WHAT YOU ARE ASKED TO DO:
Search the records for the string "from" and report how many lines contain it, with nothing else.

MATERIAL FOR THE TASK:
※

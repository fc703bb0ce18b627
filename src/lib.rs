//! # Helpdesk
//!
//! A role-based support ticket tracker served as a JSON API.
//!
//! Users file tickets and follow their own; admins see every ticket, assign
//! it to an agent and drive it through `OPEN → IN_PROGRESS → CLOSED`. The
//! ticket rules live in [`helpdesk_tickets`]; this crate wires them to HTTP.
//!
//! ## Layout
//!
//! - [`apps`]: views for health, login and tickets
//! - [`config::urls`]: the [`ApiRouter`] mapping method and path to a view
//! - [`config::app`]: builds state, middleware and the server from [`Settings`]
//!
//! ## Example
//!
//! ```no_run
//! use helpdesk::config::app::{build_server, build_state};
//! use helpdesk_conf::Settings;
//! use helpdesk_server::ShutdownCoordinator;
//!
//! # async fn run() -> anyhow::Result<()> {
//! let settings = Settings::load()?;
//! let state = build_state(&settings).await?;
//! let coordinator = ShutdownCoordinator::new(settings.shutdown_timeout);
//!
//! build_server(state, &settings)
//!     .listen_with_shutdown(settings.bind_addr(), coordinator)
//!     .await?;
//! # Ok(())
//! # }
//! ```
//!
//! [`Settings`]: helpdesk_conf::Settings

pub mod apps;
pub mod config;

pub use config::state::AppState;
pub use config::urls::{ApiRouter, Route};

※

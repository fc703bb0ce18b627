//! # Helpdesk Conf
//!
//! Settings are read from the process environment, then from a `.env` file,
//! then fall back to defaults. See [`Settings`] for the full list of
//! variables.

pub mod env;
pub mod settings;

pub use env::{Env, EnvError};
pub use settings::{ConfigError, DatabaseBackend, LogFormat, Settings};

※

ANSWER BOX:
2